The weekly figure accounts for about 2 percent of the population in the United Kingdom and reflects a downward trend in church attendance amid the growing popularity of secularism and religious diversity, particularly among the nation's youth.
A report released by the church in November revealed 2013 weekly attendance stood at 1,009,000. In 2012, the figure was 1.05 million.
Current figures show attendance numbers falling 12 percent over the past decade to less than half the levels seen 40 years ago, when Sunday attendance stood at approximately 1.25 million.

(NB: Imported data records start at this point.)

//! Raw-socket I/O mode backed by `pnet::datalink` channels. Slower
//! than the mapped ring (one syscall per packet) but works everywhere
//! pnet does; selected per interface in the configuration.

use pnet::datalink::{self, Channel, DataLinkReceiver, DataLinkSender};

use std::io;
use std::time::Duration;

use io::EthernetLink;

pub struct RawLink {
    sender: Box<DataLinkSender>,
    receiver: Box<DataLinkReceiver>,
}

impl RawLink {
    /// Opens a duplex ethernet channel on the named physical port with
    /// a short read timeout so RX polling never blocks the loop.
    pub fn open(name: &str) -> io::Result<RawLink> {
        let interface = datalink::interfaces()
            .into_iter()
            .find(|interface| interface.name == name)
            .ok_or_else(|| {
                io::Error::new(io::ErrorKind::NotFound, format!("interface {} not found", name))
            })?;
        let mut config = datalink::Config::default();
        config.read_timeout = Some(Duration::from_millis(1));
        config.write_buffer_size = ::MAX_PACKET_LEN * 64;
        config.read_buffer_size = ::MAX_PACKET_LEN * 64;
        match datalink::channel(&interface, config)? {
            Channel::Ethernet(sender, receiver) => {
                Ok(RawLink {
                    sender: sender,
                    receiver: receiver,
                })
            }
            _ => Err(io::Error::new(io::ErrorKind::Other, "not an ethernet channel")),
        }
    }
}

impl EthernetLink for RawLink {
    fn send_frame(&mut self, bytes: &[u8]) -> bool {
        match self.sender.send_to(bytes, None) {
            Some(Ok(())) => true,
            _ => false,
        }
    }

    fn recv_frame(&mut self) -> Option<Vec<u8>> {
        match self.receiver.next() {
            Ok(bytes) => Some(bytes.to_vec()),
            // Timeouts are the idle case, everything else is logged by
            // the caller through the io_errors counter.
            Err(_) => None,
        }
    }
}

"We do not expect that trend to change imminently or immediately over the next few years due to demographics," The Guardian quoted Graham James, bishop of Norwich, as saying. "We lose approximately 1 percent of our churchgoers to death each year. Given the age profile of the C of E, the next few years will continue to have downward pressure as people die or become housebound and unable to attend church."
In 2013, the BBC reported the long decline in Anglican church-going was leveling off, notably due to a 14.5 percent increase in Christmas attendance between 2010 and 2011.
2014 numbers show a similar increase, with 2.4 million attendees during the holiday, but the amount of baptisms, weddings and funerals have seen double-digit drops.
Graham said the downward trend "has been anticipated and is being acted on radically" but acknowledged the inexorable nature of the drop in overall church attendance -- about 1 percent annually since World War II.
"The culture [is] becoming anti-Christian, whether it is on matters of sexual morality, or the care for people at the beginning or the end of life," Graham said. "It is easy to paint a very gloomy picture."
Meanwhile, a study conducted by the Commission on Religion and Belief in Public Life, made up of theological experts and representatives of Christian, Muslim, Sikh and Hindu groups in Britain, found a disparity between the number of Church of England representatives who have seats in the House of Lords and the overall population who identifies with the denomination.
"The pluralist character of modern society should be reflected in national forums such as the House of Lords, so that they include a wider range of world views and religious traditions, and of Christian denominations other than the Church of England," the commission said in its report published in December.
Twenty-six bishops and archbishops have permanent seats in the Lords Spiritual component of the House of Lords -- the appointed chamber of Britain's Parliament which has some 821 seats. The Lords Temporal -- or secular representatives within the chamber -- take up the remaining seats. No other religious sects have designated seats in the Lords Spiritual.
"It's an anomaly to have 26 Anglican bishops in the House of Lords. There needs to be better representation of the different religions and beliefs in Britain today," Ed Kessler, vice-chair of the commission, told The Independent.